Before I changed careers, I spent years feeling trapped by my circumstances. Friends told me: you have a great career, make a lot of money, why the #$*&!! are you thinking of changing careers? My former wife advised me that I needed to be thinking about retirement rather than thinking about starting a new career, and at my age, yet.

The prospect of changing careers was scary: what if I didn't make it? What if I was making a big mistake? I was comfortable, my career was a known quantity, and I was making a comfortable living at it. I felt my expertise was known and respected by my clients. Why rock the boat, and start out new in a career when I could stay where I was and have a warm and fuzzy comfortable life?

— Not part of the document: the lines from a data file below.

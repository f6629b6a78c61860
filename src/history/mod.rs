// History module - bounded per-account payout audit trail
//
// Numan Thabit 2025 Nov

pub mod entry;
pub mod file;
pub mod store;

pub use entry::HistoryEntry;
pub use file::FileHistoryStore;
pub use store::{HistoryStore, MemoryHistoryStore, MAX_HISTORY_ENTRIES};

Because of passion: I wanted to make a difference in peoples' lives. I wanted to look back at my life from my deathbed and know that what I had done transformed others and helped them find their passion, too. So I did it: quit my job, went back to grad school, got an MA in clinical psych and began work at a counseling agency. It was exciting and terrifying at the same time. The day I sold the house I loved was an important one: it felt like there was no turning back.

Now, I'm working on building my coaching practice. I have a long way to go. But I'm happy: I feel like I'm following my heart, that my work speaks to my authentic self. And that's what really makes a job into a vocation.